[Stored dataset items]

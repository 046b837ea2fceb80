//! Minimal local HTTP server that answers with canned responses.

use std::sync::{Arc, Mutex};
use tokio::io::{AsyncReadExt, AsyncWriteExt};
use tokio::net::{TcpListener, TcpStream};

/// A canned reply, chosen by the first route whose needle appears in the
/// request target. Unmatched requests get a 404.
#[derive(Clone, Copy)]
pub(crate) struct Route {
    pub needle: &'static str,
    pub status: u16,
    pub body: &'static str,
}

pub(crate) struct CannedServer {
    pub base_url: String,
    targets: Arc<Mutex<Vec<String>>>,
}

impl CannedServer {
    pub(crate) async fn start(routes: Vec<Route>) -> Self {
        let listener = TcpListener::bind("127.0.0.1:0").await.unwrap();
        let addr = listener.local_addr().unwrap();
        let targets = Arc::new(Mutex::new(Vec::new()));
        let seen = targets.clone();

        tokio::spawn(async move {
            while let Ok((socket, _)) = listener.accept().await {
                let routes = routes.clone();
                let seen = seen.clone();
                tokio::spawn(async move {
                    serve(socket, &routes, &seen).await;
                });
            }
        });

        Self {
            base_url: format!("http://{}", addr),
            targets,
        }
    }

    /// Request targets (path and query) in arrival order.
    pub(crate) fn targets(&self) -> Vec<String> {
        self.targets.lock().unwrap().clone()
    }
}

async fn serve(mut socket: TcpStream, routes: &[Route], seen: &Mutex<Vec<String>>) {
    let mut head = Vec::new();
    let mut buf = [0u8; 1024];
    while !head.windows(4).any(|w| w == b"\r\n\r\n") {
        match socket.read(&mut buf).await {
            Ok(0) | Err(_) => return,
            Ok(n) => head.extend_from_slice(&buf[..n]),
        }
    }

    let head = String::from_utf8_lossy(&head);
    let target = head
        .lines()
        .next()
        .and_then(|line| line.split_whitespace().nth(1))
        .unwrap_or_default()
        .to_string();
    seen.lock().unwrap().push(target.clone());

    let (status, body) = routes
        .iter()
        .find(|route| target.contains(route.needle))
        .map(|route| (route.status, route.body))
        .unwrap_or((404, r#"{"error":"not found"}"#));

    let response = format!(
        "HTTP/1.1 {} Canned\r\nContent-Type: application/json\r\nContent-Length: {}\r\nConnection: close\r\n\r\n{}",
        status,
        body.len(),
        body
    );
    let _ = socket.write_all(response.as_bytes()).await;
    let _ = socket.shutdown().await;
}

Your task
Nothing but lines that contain "targets" should appear in the answer. Copy each from the records.

Answer to the problem
    targets: Arc<Mutex<Vec<String>>>,
        let targets = Arc::new(Mutex::new(Vec::new()));
        let seen = targets.clone();
            targets,
    /// Request targets (path and query) in arrival order.
    pub(crate) fn targets(&self) -> Vec<String> {
        self.targets.lock().unwrap().clone()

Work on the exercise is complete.